Even before his father, he attacked the Bishopric of Paderborn. He was accused of having destroyed the castle and town of Blankenrode. In 1395, he was made to swear that he would never again invade Paderborn, and Waldeck had to transfer its share in the castle and town of Liebenau to Paderborn.

After his father's death, the county of Waldeck was divided between Henry and his brother Adolph III. Thus, Adolph III founded the older line of Waldeck-Landau and Henry founded the Waldeck-Waldeck line. He resided at Waldeck Castle.

In 1399, he was appointed bailiff of the districts Fritzlar, Hofgeismar, Battenberg, Rosenthal, Elenhog and Wetter of the Electorate of Mainz. Henry reckoned that this office provided him with enough power that he could afford to break his alliance with the Landgraviate of Hesse. At Whitsuntide 1400, he marched his troops to Kassel. He could not take the city. He did, however, set fire to several neighbouring villages. He lost his office in 1404, but was re-appointed temporarily in 1406. In 1410, he was again appointed bailiff in Upper and Lower Hesse. He then attacked Hesse and destroyed the city of Kirchhain, whereupon Landgrave Hermann II persuaded Archbishop John II of Mainz to relieve henry of his duties. Peace was restored in 1420 and Henry made an alliance with Landgrave Louis I that would last until his death.

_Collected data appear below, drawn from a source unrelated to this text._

use crate::live::{LiveUpdateChannel, Subscription};
use chrono::{DateTime, Duration, NaiveDate, Utc};
use serde::Deserialize;
use socialdash_api::endpoints::dashboard::{DashboardOverview, EngagementPoint};
use socialdash_api::{Request, StatusCode};
use socialdash_auth::{ActionError, Outcome, RequestPipeline};
use std::collections::HashMap;
use std::sync::atomic::{AtomicBool, Ordering};
use std::sync::{Arc, RwLock, RwLockReadGuard, RwLockWriteGuard};
use tracing::{debug, info};

pub const ENGAGEMENT_EVENT: &str = "engagement_chart_update";
pub const TRAILING_DAYS: i64 = 30;

const OVERVIEW_FAILED: &str = "Failed to fetch dashboard overview";
const ALREADY_LOADING: &str = "Request already in progress";

#[derive(Debug, Clone, Default, PartialEq, Deserialize)]
pub struct EngagementTotals {
    pub last_30_days: Option<f64>,
}

/// Payload of an `engagement_chart_update` push. Absent fields leave the
/// held overview alone.
#[derive(Debug, Clone, Default, PartialEq, Deserialize)]
pub struct EngagementUpdate {
    pub engagement_chart: Option<Vec<EngagementPoint>>,
    pub total_engagement: Option<EngagementTotals>,
}

/// Chart series over the trailing window, oldest day first.
#[derive(Debug, Clone, Default, PartialEq)]
pub struct TrailingSeries {
    pub dates: Vec<NaiveDate>,
    pub daily: Vec<f64>,
    pub cumulative: Vec<f64>,
}

impl TrailingSeries {
    /// One entry per day for the [`TRAILING_DAYS`] ending `today`. Days
    /// without a point count as zero; points outside the window are ignored.
    pub fn compute(points: &[EngagementPoint], today: NaiveDate) -> Self {
        let mut by_day: HashMap<NaiveDate, f64> = HashMap::new();
        for point in points {
            match parse_day(&point.date) {
                Some(day) => *by_day.entry(day).or_default() += point.value,
                None => debug!("Skipping chart point with date {:?}", point.date),
            }
        }

        let start = today - Duration::days(TRAILING_DAYS - 1);
        let dates: Vec<NaiveDate> = start.iter_days().take(TRAILING_DAYS as usize).collect();
        let daily: Vec<f64> = dates
            .iter()
            .map(|day| by_day.get(day).copied().unwrap_or(0.0))
            .collect();
        let cumulative = daily
            .iter()
            .scan(0.0, |total, value| {
                *total += value;
                Some(*total)
            })
            .collect();

        Self {
            dates,
            daily,
            cumulative,
        }
    }
}

fn parse_day(raw: &str) -> Option<NaiveDate> {
    NaiveDate::parse_from_str(raw, "%Y-%m-%d").ok().or_else(|| {
        DateTime::parse_from_rfc3339(raw)
            .ok()
            .map(|ts| ts.with_timezone(&Utc).date_naive())
    })
}

#[derive(Debug, Clone, Default)]
pub struct DashboardView {
    pub overview: Option<DashboardOverview>,
    /// Recomputed from live pushes; the overview's own chart is left as loaded.
    pub live_series: Option<TrailingSeries>,
    pub is_loading: bool,
}

/// Holds the dashboard overview and folds live deltas into it.
#[derive(Clone)]
pub struct DashboardStore {
    pipeline: Arc<RequestPipeline>,
    view: Arc<RwLock<DashboardView>>,
    in_flight: Arc<AtomicBool>,
}

impl DashboardStore {
    pub fn new(pipeline: Arc<RequestPipeline>) -> Self {
        Self {
            pipeline,
            view: Arc::new(RwLock::new(DashboardView::default())),
            in_flight: Arc::new(AtomicBool::new(false)),
        }
    }

    fn read(&self) -> RwLockReadGuard<'_, DashboardView> {
        self.view.read().unwrap_or_else(|poisoned| poisoned.into_inner())
    }

    fn write(&self) -> RwLockWriteGuard<'_, DashboardView> {
        self.view.write().unwrap_or_else(|poisoned| poisoned.into_inner())
    }

    pub fn view(&self) -> DashboardView {
        self.read().clone()
    }

    pub fn overview(&self) -> Option<DashboardOverview> {
        self.read().overview.clone()
    }

    pub fn is_loading(&self) -> bool {
        self.read().is_loading
    }

    pub async fn load_overview(&self) -> Outcome<DashboardOverview> {
        if self.in_flight.swap(true, Ordering::SeqCst) {
            return Err(ActionError::rejected(ALREADY_LOADING));
        }
        self.write().is_loading = true;

        let outcome = match self.pipeline.send(&Request::dashboard().overview()).await {
            Ok(reply) => reply.accept(StatusCode::OK, OVERVIEW_FAILED),
            Err(e) => Err(ActionError::from_api(&e, OVERVIEW_FAILED)),
        };

        {
            let mut view = self.write();
            view.is_loading = false;
            if let Ok(overview) = &outcome {
                view.overview = Some(overview.clone());
            }
        }
        self.in_flight.store(false, Ordering::SeqCst);

        if outcome.is_ok() {
            info!("Dashboard overview loaded");
        }
        outcome
    }

    /// Applies a live delta against today's UTC date.
    pub fn apply_update(&self, update: &EngagementUpdate) {
        self.apply_update_on(update, Utc::now().date_naive());
    }

    pub fn apply_update_on(&self, update: &EngagementUpdate, today: NaiveDate) {
        let mut view = self.write();

        if let Some(last_30_days) = update
            .total_engagement
            .as_ref()
            .and_then(|totals| totals.last_30_days)
        {
            match view.overview.as_mut() {
                Some(overview) => overview.total_engagement.last_30_days = last_30_days,
                None => debug!("Engagement total pushed before overview loaded"),
            }
        }

        if let Some(points) = &update.engagement_chart {
            view.live_series = Some(TrailingSeries::compute(points, today));
        }
    }

    /// Edits the held overview in place. No-op before the first load.
    pub fn update_overview<F>(&self, edit: F)
    where
        F: FnOnce(&mut DashboardOverview),
    {
        if let Some(overview) = self.write().overview.as_mut() {
            edit(overview);
        }
    }

    /// Routes `engagement_chart_update` pushes into this store.
    pub fn attach(&self, channel: &LiveUpdateChannel) -> Subscription {
        let store = self.clone();
        channel.on_typed(ENGAGEMENT_EVENT, move |update: EngagementUpdate| {
            store.apply_update(&update)
        })
    }
}

#[cfg(test)]
mod tests {
    use super::*;

    fn point(date: &str, value: f64) -> EngagementPoint {
        EngagementPoint {
            date: date.to_string(),
            value,
        }
    }

    fn day(raw: &str) -> NaiveDate {
        NaiveDate::parse_from_str(raw, "%Y-%m-%d").unwrap()
    }

    #[test]
    fn test_trailing_series_covers_thirty_days() {
        let today = day("2024-05-30");
        let series = TrailingSeries::compute(
            &[
                point("2024-05-01", 2.0),
                point("2024-05-30", 3.0),
                point("2024-04-30", 100.0),
            ],
            today,
        );

        assert_eq!(series.dates.len(), 30);
        assert_eq!(series.dates.first(), Some(&day("2024-05-01")));
        assert_eq!(series.dates.last(), Some(&today));
        assert_eq!(series.daily[0], 2.0);
        assert_eq!(series.daily[29], 3.0);
        assert_eq!(series.cumulative[28], 2.0);
        assert_eq!(series.cumulative[29], 5.0);
    }

    #[test]
    fn test_trailing_series_accepts_timestamps() {
        let series = TrailingSeries::compute(
            &[
                point("2024-05-30T23:10:00Z", 1.0),
                point("2024-05-30", 1.5),
                point("yesterday", 9.0),
            ],
            day("2024-05-30"),
        );

        assert_eq!(series.daily[29], 2.5);
        assert_eq!(series.cumulative[29], 2.5);
    }

    #[test]
    fn test_update_payload_fields_are_optional() {
        let update: EngagementUpdate =
            serde_json::from_str(r#"{"total_engagement":{"last_30_days":500}}"#).unwrap();

        assert_eq!(update.engagement_chart, None);
        assert_eq!(
            update.total_engagement.and_then(|t| t.last_30_days),
            Some(500.0)
        );
    }
}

On 5 June 1400, Henry and his men, who included Friedrich von Hertingshausen and Konrad von Falkenberg, attacked Duke Frederick I of Brunswick-Wolffenbüttel at Kleinenglis, south of Fritzlar. A fierce battle followed and the Duke was killed. Duke Frederick had been on his way home from a congress of princes in Frankfurt, where King Wenceslaus had been deposed. Frederick thought that he had a good chance to succeed Wenceslaw, but Archbishop John II of Mainz favoured the election of Rupert, the Elector Palatine. The newly elected King Rupert investigated the attack on Duke Frederick and Henry was sentenced to the foundation of an altar with perpetual requiem mass at the St. Peter's Church in Fritzlar.

Henry also had disputes with his brother Adolph, some of them violent. In 1421, they settled their disputes and confirmed the division of the county. They also agreed the neither of them would be allowed to pledge or sell off parts of the county without knowledge and consent of the other. Deeds relating to either half of the county were to be archived in a common archive at Waldeck Castle. Completed fiefs would revert to joint ownership. Future disputes were to be investigated and settled by the burgmannen and councils. In later years, this treaty was renewed and refined.

Henry led numerous feuds with neighboring nobles, including the Lords of Padberg and the Bengler League. The Padberg Feud, also known as Korbach Feud, lasted from 1413 to 1418. Every year on the day of Saint Regina's feast on June 20 a mass and a procession are held in the Hanseatic City of Korbach in remembrance of this feud.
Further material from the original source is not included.